Troubleshooting an OpenVPN Access Server failure

Introduction

This document provides troubleshooting tips for administrators of an OpenVPN Access Server dealing with a previously working server that is no longer functional. Below are logical steps that guide you through the process. With each step, if it didn’t help or doesn’t apply to you, move to the next step.

Events leading up to the failure

Generally speaking Access Server is very stable, and the most commonly-reported issues occur when something has changed on the server. See below for a number of common issues.

Server stopped working after performing an in-place upgrade of OpenVPN Access Server

First, ensure that you rebooted the server. If that didn’t help, check that you installed the software correctly. We sometimes see issues caused by installing software intended for Ubuntu 20 on the Ubuntu 18 platform, for example, which will not work. You must choose the correct installation instructions from our website to perform the installation correctly. To fix this, simply use the correct installation instructions, and things should go back to normal again. If your operating system is no longer supported, you should plan to update the OS or migrate to another instance that has a supported OS.

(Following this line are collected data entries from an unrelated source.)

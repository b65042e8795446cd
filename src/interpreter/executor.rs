use crate::ast::{
    BranchNode, ChainNode, CommandNode, IdentifierNode, ListNode, Node, Number, PipeNode,
    TemplateNode, VariableNode,
};
use crate::diagnostic::Span;
use crate::value::Value;
use super::builtins::FuncMap;
use super::error::ExecError;
use super::parser::Registry;
use super::scope::VarStack;
use std::io::Write;

/// Nested `template` invocations allowed before execution stops.
pub const DEFAULT_MAX_DEPTH: usize = 200;

/// Walks parsed templates against a data value, writing rendered text.
///
/// The registry and function table are only read, so one set of parsed
/// templates can drive any number of executions.
pub struct Executor<'a> {
    registry: &'a Registry,
    funcs: &'a FuncMap,
    max_depth: usize,
    depth: usize,
}

impl<'a> Executor<'a> {
    pub fn new(registry: &'a Registry, funcs: &'a FuncMap) -> Self {
        Self {
            registry,
            funcs,
            max_depth: DEFAULT_MAX_DEPTH,
            depth: 0,
        }
    }

    pub fn with_max_depth(mut self, max_depth: usize) -> Self {
        self.max_depth = max_depth;
        self
    }

    /// Render the template called `name` with `data` as dot.
    pub fn execute(&mut self, name: &str, data: &Value, out: &mut dyn Write) -> Result<(), ExecError> {
        let registry = self.registry;
        let root = registry
            .get(name)
            .ok_or_else(|| ExecError::not_found(name))?;
        let mut vars = VarStack::new(data.clone());
        self.depth = 0;
        self.walk_list(data, root, &mut vars, out)
    }

    fn walk_list(
        &mut self,
        dot: &Value,
        list: &ListNode,
        vars: &mut VarStack,
        out: &mut dyn Write,
    ) -> Result<(), ExecError> {
        for node in &list.nodes {
            self.walk(dot, node, vars, out)?;
        }
        Ok(())
    }

    fn walk(
        &mut self,
        dot: &Value,
        node: &Node,
        vars: &mut VarStack,
        out: &mut dyn Write,
    ) -> Result<(), ExecError> {
        match node {
            Node::Text(text) => out.write_all(text.as_bytes())?,
            Node::Comment(_) => {}
            Node::List(list) => self.walk_list(dot, list, vars, out)?,
            Node::Action(action) => {
                let value = self.eval_pipeline(dot, &action.pipe, vars)?;
                if action.pipe.decl.is_empty() {
                    render(&value, out)?;
                }
            }
            Node::If(branch) => self.walk_if_or_with(dot, branch, false, vars, out)?,
            Node::With(branch) => self.walk_if_or_with(dot, branch, true, vars, out)?,
            Node::Range(branch) => self.walk_range(dot, branch, vars, out)?,
            Node::Template(template) => self.walk_template(dot, template, vars, out)?,
            // Operands and parse-time markers never appear in a body list.
            other @ (Node::Pipe(_)
            | Node::Field(_)
            | Node::Variable(_)
            | Node::Identifier(_)
            | Node::Dot(_)
            | Node::Nil(_)
            | Node::Bool(_)
            | Node::Number(_)
            | Node::Complex(_)
            | Node::String(_)
            | Node::Chain(_)
            | Node::Else(_)
            | Node::End(_)) => {
                return Err(ExecError::type_error_at(
                    format!("unexpected {} in template body", other),
                    other.span(),
                ))
            }
        }
        Ok(())
    }

    fn walk_if_or_with(
        &mut self,
        dot: &Value,
        branch: &BranchNode,
        rebind: bool,
        vars: &mut VarStack,
        out: &mut dyn Write,
    ) -> Result<(), ExecError> {
        let mark = vars.mark();
        let value = self.eval_pipeline(dot, &branch.pipe, vars)?;
        let result = if value.is_truthy() {
            let inner = if rebind { &value } else { dot };
            self.walk_list(inner, &branch.list, vars, out)
        } else if let Some(else_list) = &branch.else_list {
            self.walk_list(dot, else_list, vars, out)
        } else {
            Ok(())
        };
        vars.pop_to(mark);
        result
    }

    fn walk_range(
        &mut self,
        dot: &Value,
        branch: &BranchNode,
        vars: &mut VarStack,
        out: &mut dyn Write,
    ) -> Result<(), ExecError> {
        let mark = vars.mark();
        let source = self.eval_commands(dot, &branch.pipe, vars)?;
        let items: Vec<(Value, Value)> = match &source {
            Value::List(items) => items
                .iter()
                .enumerate()
                .map(|(i, item)| (Value::from(i), item.clone()))
                .collect(),
            Value::Map(map) => {
                let mut keys: Vec<&String> = map.keys().collect();
                keys.sort();
                keys.into_iter()
                    .map(|key| (Value::string(key), map[key].clone()))
                    .collect()
            }
            Value::Int(n) => {
                if branch.pipe.decl.len() > 1 {
                    return Err(ExecError::type_error_at(
                        format!("can't use {} to iterate over more than one variable", n),
                        branch.span,
                    ));
                }
                (0..(*n).max(0)).map(|i| (Value::Int(i), Value::Int(i))).collect()
            }
            Value::Nil => Vec::new(),
            other => {
                return Err(ExecError::type_error_at(
                    format!("range can't iterate over {}", other),
                    branch.pipe.span,
                ))
            }
        };
        log::trace!("range over {} with {} iterations", source.type_name(), items.len());

        if items.is_empty() {
            let result = match &branch.else_list {
                Some(else_list) => self.walk_list(dot, else_list, vars, out),
                None => Ok(()),
            };
            vars.pop_to(mark);
            return result;
        }

        for (key, item) in items {
            match branch.pipe.decl.as_slice() {
                [] => {}
                [elem] => self.bind(&branch.pipe, elem, item.clone(), vars)?,
                [index, elem, ..] => {
                    self.bind(&branch.pipe, index, key, vars)?;
                    self.bind(&branch.pipe, elem, item.clone(), vars)?;
                }
            }
            let result = self.walk_list(&item, &branch.list, vars, out);
            if !branch.pipe.is_assign {
                vars.pop_to(mark);
            }
            result?;
        }
        vars.pop_to(mark);
        Ok(())
    }

    fn walk_template(
        &mut self,
        dot: &Value,
        template: &TemplateNode,
        vars: &mut VarStack,
        out: &mut dyn Write,
    ) -> Result<(), ExecError> {
        let registry = self.registry;
        let body = registry
            .get(&template.name)
            .ok_or_else(|| ExecError::template_not_defined_at(&template.name, template.span))?;
        if self.depth >= self.max_depth {
            return Err(ExecError::depth_exceeded_at(
                &template.name,
                self.max_depth,
                template.span,
            ));
        }
        let new_dot = match &template.pipe {
            Some(pipe) => self.eval_pipeline(dot, pipe, vars)?,
            None => dot.clone(),
        };
        log::trace!("invoking template {:?} at depth {}", template.name, self.depth + 1);
        let mut inner = VarStack::new(new_dot.clone());
        self.depth += 1;
        let result = self.walk_list(&new_dot, body, &mut inner, out);
        self.depth -= 1;
        result
    }

    fn bind(
        &self,
        pipe: &PipeNode,
        variable: &VariableNode,
        value: Value,
        vars: &mut VarStack,
    ) -> Result<(), ExecError> {
        if pipe.is_assign {
            if !vars.set(variable.name(), value) {
                return Err(ExecError::type_error_at(
                    format!("undefined variable: {}", variable.name()),
                    variable.span,
                ));
            }
        } else {
            vars.push(variable.name(), value);
        }
        Ok(())
    }

    /// Run the commands of a pipeline, each receiving the previous result as
    /// its final argument.
    fn eval_commands(
        &mut self,
        dot: &Value,
        pipe: &PipeNode,
        vars: &mut VarStack,
    ) -> Result<Value, ExecError> {
        let mut value = None;
        for cmd in &pipe.cmds {
            value = Some(self.eval_command(dot, cmd, value, vars)?);
        }
        Ok(value.unwrap_or(Value::Nil))
    }

    fn eval_pipeline(
        &mut self,
        dot: &Value,
        pipe: &PipeNode,
        vars: &mut VarStack,
    ) -> Result<Value, ExecError> {
        let value = self.eval_commands(dot, pipe, vars)?;
        for variable in &pipe.decl {
            self.bind(pipe, variable, value.clone(), vars)?;
        }
        Ok(value)
    }

    fn eval_command(
        &mut self,
        dot: &Value,
        cmd: &CommandNode,
        final_value: Option<Value>,
        vars: &mut VarStack,
    ) -> Result<Value, ExecError> {
        let Some(first) = cmd.args.first() else {
            return Err(ExecError::type_error_at("empty command", cmd.span));
        };
        let has_args = cmd.args.len() > 1 || final_value.is_some();
        match first {
            Node::Identifier(ident) => {
                return self.eval_function(dot, ident, &cmd.args[1..], final_value, vars)
            }
            Node::Nil(span) => {
                return Err(ExecError::type_error_at("nil is not a command", *span));
            }
            _ => {}
        }
        if has_args {
            return Err(ExecError::type_error_at(
                format!("can't give argument to non-function {}", first),
                first.span(),
            ));
        }
        self.eval_arg(dot, first, vars)
    }

    /// Evaluate a node used as an operand.
    fn eval_arg(&mut self, dot: &Value, node: &Node, vars: &mut VarStack) -> Result<Value, ExecError> {
        match node {
            Node::Dot(_) => Ok(dot.clone()),
            Node::Nil(_) => Ok(Value::Nil),
            Node::Bool(b) => Ok(Value::Bool(b.value)),
            Node::Number(n) => Ok(match n.value {
                Number::Int(i) => Value::Int(i),
                Number::Float(f) => Value::Float(f),
                Number::Rune(c) => Value::Int(i64::from(u32::from(c))),
            }),
            Node::Complex(c) => Ok(Value::Complex(c.re, c.im)),
            Node::String(s) => Ok(Value::string(&s.text)),
            Node::Field(field) => walk_fields(dot.clone(), &field.ident, field.span),
            Node::Variable(variable) => {
                let value = vars.get(variable.name()).cloned().ok_or_else(|| {
                    ExecError::type_error_at(
                        format!("undefined variable: {}", variable.name()),
                        variable.span,
                    )
                })?;
                walk_fields(value, &variable.ident[1..], variable.span)
            }
            Node::Pipe(pipe) => {
                let mark = vars.mark();
                let value = self.eval_pipeline(dot, pipe, vars);
                if pipe.decl.is_empty() {
                    vars.pop_to(mark);
                }
                value
            }
            Node::Identifier(ident) => self.eval_function(dot, ident, &[], None, vars),
            Node::Chain(chain) => self.eval_chain(dot, chain, vars),
            other => Err(ExecError::type_error_at(
                format!("can't handle {} as an argument", other),
                other.span(),
            )),
        }
    }

    fn eval_chain(&mut self, dot: &Value, chain: &ChainNode, vars: &mut VarStack) -> Result<Value, ExecError> {
        let base = self.eval_arg(dot, &chain.node, vars)?;
        walk_fields(base, &chain.fields, chain.span)
    }

    fn eval_function(
        &mut self,
        dot: &Value,
        ident: &IdentifierNode,
        args: &[Node],
        final_value: Option<Value>,
        vars: &mut VarStack,
    ) -> Result<Value, ExecError> {
        let funcs = self.funcs;
        let function = funcs
            .get(&ident.name)
            .ok_or_else(|| ExecError::undefined_function_at(&ident.name, ident.span))?;

        // `and` and `or` stop evaluating once the outcome is known.
        let short_circuit = match ident.name.as_str() {
            "and" => Some(false),
            "or" => Some(true),
            _ => None,
        };
        let mut values = Vec::with_capacity(args.len() + 1);
        for arg in args {
            let value = self.eval_arg(dot, arg, vars)?;
            let decided = short_circuit.is_some_and(|stop_on| value.is_truthy() == stop_on);
            values.push(value);
            if decided {
                return function(&values)
                    .map_err(|message| ExecError::function_at(&ident.name, message, ident.span));
            }
        }
        if let Some(value) = final_value {
            values.push(value);
        }
        function(&values).map_err(|message| ExecError::function_at(&ident.name, message, ident.span))
    }
}

/// Follow `fields` from `receiver`, one member per step.
fn walk_fields(mut receiver: Value, fields: &[String], span: Span) -> Result<Value, ExecError> {
    for field in fields {
        receiver = lookup_field(&receiver, field, span)?;
    }
    Ok(receiver)
}

fn lookup_field(receiver: &Value, name: &str, span: Span) -> Result<Value, ExecError> {
    match receiver {
        Value::Nil => Ok(Value::Nil),
        Value::Map(map) => Ok(map.get(name).cloned().unwrap_or(Value::Nil)),
        Value::Object(object) => object
            .field(name)
            .or_else(|| object.field(&capitalize(name)))
            .ok_or_else(|| ExecError::field_at(name, object.type_name(), span)),
        other => Err(ExecError::field_at(name, other.type_name(), span)),
    }
}

fn capitalize(name: &str) -> String {
    let mut chars = name.chars();
    match chars.next() {
        Some(first) => first.to_uppercase().chain(chars).collect(),
        None => String::new(),
    }
}

/// Strings, numbers and booleans are written; everything else is dropped.
fn render(value: &Value, out: &mut dyn Write) -> Result<(), ExecError> {
    match value {
        Value::String(s) => out.write_all(unescape_output(s).as_bytes())?,
        Value::Int(_) | Value::Float(_) | Value::Complex(..) | Value::Bool(_) => {
            write!(out, "{}", value)?
        }
        Value::Nil | Value::List(_) | Value::Map(_) | Value::Object(_) => {}
    }
    Ok(())
}

/// Decode `\n \t \r \f \b \\` in rendered strings. Other backslashes stay.
fn unescape_output(s: &str) -> String {
    if !s.contains('\\') {
        return s.to_string();
    }
    let mut out = String::with_capacity(s.len());
    let mut chars = s.chars().peekable();
    while let Some(c) = chars.next() {
        if c != '\\' {
            out.push(c);
            continue;
        }
        let decoded = match chars.peek() {
            Some('n') => '\n',
            Some('t') => '\t',
            Some('r') => '\r',
            Some('f') => '\u{0C}',
            Some('b') => '\u{08}',
            Some('\\') => '\\',
            _ => {
                out.push('\\');
                continue;
            }
        };
        chars.next();
        out.push(decoded);
    }
    out
}
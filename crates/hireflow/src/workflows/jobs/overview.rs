use chrono::{Datelike, NaiveDate};
use serde::Serialize;

use super::domain::Job;
use crate::workflows::applications::Application;

/// Employer dashboard counters derived from the cached jobs and applications.
#[derive(Debug, Clone, Copy, Default, PartialEq, Eq, Serialize)]
pub struct EmployerOverview {
    pub total_jobs: usize,
    pub active_jobs: usize,
    pub total_applications: usize,
    pub applications_this_month: usize,
}

impl EmployerOverview {
    pub fn compute(jobs: &[Job], applications: &[Application], today: NaiveDate) -> Self {
        Self {
            total_jobs: jobs.len(),
            active_jobs: jobs.iter().filter(|job| job.is_active).count(),
            total_applications: applications.len(),
            applications_this_month: applied_in_month(applications, today),
        }
    }
}

/// Applications whose `applied_at` falls in the same calendar month as `today`.
pub fn applied_in_month(applications: &[Application], today: NaiveDate) -> usize {
    applications
        .iter()
        .filter(|application| {
            let applied = application.applied_at.date_naive();
            applied.year() == today.year() && applied.month() == today.month()
        })
        .count()
}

New server doesn’t start after migrating data from the old server

It is possible that a configuration that worked fine on the old server doesn’t work on a new server. A common reason for this is a mismatch between interface names. By default, Access Server binds to all network interfaces. But if it was configured on the old server to bind to a specific interface name like “eth0”, and that interface name does not exist on the new server — because it is called “ens192”, as an example — then Access Server can’t start. You can try the web service and openvpn service reset commands to make it listen to all interfaces again:

Certificates were accidentally revoked

If you took some action that revoked client certificates, you can restore a backup, if you have one. If you don’t, then it depends on the situation whether certificate recovery is possible or not. If you are in this situation and a lot of your users are reporting an error with their certificate being revoked, and you don’t have backups, it is probably best to reprovision your VPN clients with new profiles. If you want to try to restore them from the certificates database, then depending on the version of Access Server and the configuration, there may be some ways to do data recovery on the database files. However data recovery falls outside the scope of our support. You may still contact us at our support ticket system and we’ll do our best to assist you, within certain limits:

Getting certificate verification failed on all clients

If all of a sudden all your VPN clients are showing this error message in the VPN client logs, the most likely explanation is that your certificate infrastructure has expired. If this affects all your clients, you will need to create a new VPN certificate infrastructure with the sa init command then and reprovision all your VPN clients with a new connection profiles. If it affects only one or a few VPN clients then most likely you just need to obtain a new connection profile from the server to get connected again.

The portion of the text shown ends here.